Not even old blubber-belcher Gazza himself could compete. Come on, get a grip, especially you, David Beckham.
If England's dreaming was reduced to a rheumy-eyed salty-tasting cloud-burst then there is no-one else to blame but the team itself, its self-inflated captain and its ostrich resembling management.
Seldom can a bunch of highly-paid professionals have so wretchedly flopped.
Forget about moving balls on a penalty spot. Forget indeed the fact that said penalty spot belonged more on the best beaches of the Algarve than the otherwise lush turf of the Estadio da Luz. Forget too the disallowing of a perfectly good 'goal' by the hapless Sol Campbell - is he ever going to get his name on the scoresheet and run away in celebration as a national hero?
They are merely rag-bag excuses for what was a largely lamentable campaign. Forget also what national coach Sven Goran Eriksson would have the punter believe. For a considerable part of Euro 2004 England were pants.
There were noble exceptions. The boy wonder Wayne Rooney has been the star of the tournament, even if his involvement lasted fractionally into the first knockout game as his phenomenal progress was checked by a brittle metatarsal. (At least Beckham has given us an idea of what that is).
Defensively too there were lion-hearts. Gary Neville and the aforementioned Campbell excelled. And was there a better transformation in a player than that wrought by left-back Ashley Cole?
The Gunners' rearguard operator went into the tournament with doubts still dogging his defensive capability yet he was as hard and as bright as a diamond - a real one at that, not a phoney formation.

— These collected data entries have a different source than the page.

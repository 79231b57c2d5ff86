//! Container runtime contract
//!
//! The manager and the cleanup worker only ever talk to a container engine
//! through [`ContainerRuntime`]. Two backends implement it: Docker via
//! bollard, and an in-memory engine used by tests.

use crate::error::RuntimeResult;
use crate::types::{ContainerInfo, HostAddress, LiveStatus, ProvisionRequest, Provisioned};
use async_trait::async_trait;

/// Outcome of a stop-and-remove
#[derive(Debug, Clone, Copy, PartialEq, Eq)]
pub enum Removal {
    /// Resource existed and was removed
    Removed,
    /// Resource was already gone
    AlreadyGone,
}

/// Abstract container engine
#[async_trait]
pub trait ContainerRuntime: Send + Sync {
    /// Backend name for logs
    fn name(&self) -> &'static str;

    /// Create and start a sandbox, binding the shell port to a free host port
    ///
    /// A resource that fails to stay up is removed before the error returns.
    async fn create_and_start(&self, request: &ProvisionRequest) -> RuntimeResult<Provisioned>;

    /// Current live status
    async fn status(&self, id: &str) -> RuntimeResult<LiveStatus>;

    /// Whether the resource exists
    async fn exists(&self, id: &str) -> RuntimeResult<bool>;

    /// Host address bound to `container_port`; the resource must be running
    async fn terminal_address(&self, id: &str, container_port: u16) -> RuntimeResult<HostAddress>;

    /// Stop the resource without removing it
    async fn stop(&self, id: &str) -> RuntimeResult<()>;

    /// Force-remove the resource
    async fn remove(&self, id: &str) -> RuntimeResult<()>;

    /// Run a command and return its combined output
    async fn exec(&self, id: &str, command: &[String]) -> RuntimeResult<String>;

    /// Resources owned by DevLab
    async fn list(&self) -> RuntimeResult<Vec<ContainerInfo>>;

    /// Stop then remove, treating an absent resource as success
    async fn stop_and_remove(&self, id: &str) -> RuntimeResult<Removal> {
        match self.stop(id).await {
            Ok(()) => {}
            Err(e) if e.is_not_found() => return Ok(Removal::AlreadyGone),
            Err(e) => {
                tracing::debug!(container_id = id, error = %e, "stop failed, forcing removal");
            }
        }
        match self.remove(id).await {
            Ok(()) => Ok(Removal::Removed),
            Err(e) if e.is_not_found() => Ok(Removal::AlreadyGone),
            Err(e) => Err(e),
        }
    }
}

Frank Lampard should be mentioned in midfield despatches for his three goals. But the England engine-room barely got out of reverse gear. If the likes of Steven Gerrard and Paul Scholes were running just to keep still, then leader of his country Beckham skirted backwards.
His was a performance that so exposed his limitations. Yes, he is a sublime deliverer of a corner-kick and a free-kick, though there was precious little evidence of that in Group B.
But for Rooney's sake let's not let him near any more penalties, otherwise we will suffer yet more 12-yard purdah.
Some critics have called for Beckham to be deposed as captain - Messrs Campbell and G Neville have legitimate claims as the next armband-wearer. But the one job he should be removed from is penalty-taker.
You've only got to look at his approach. He approaches the ball like he was taking a free-kick or corner-kick with his body open, his head back and his right foot angled in that peculiarly unique bend-it-like-Beckham shape.
Hence the slice over the bar against both Portugal, and earlier in the season against Turkey.
It's just no way to take a penalty. It's all right blaming the penalty spot or the wind or the noise of someone in the crowd, or the stars not being in the right quadrant in the house of Venus, or the fact that petrol prices are continuing to rise, or the demise of the house sparrow in domestic gardens.
No, Becks you're just a lousy penalty-taker. Give it up and give us a break, as long as it's not another metartasal.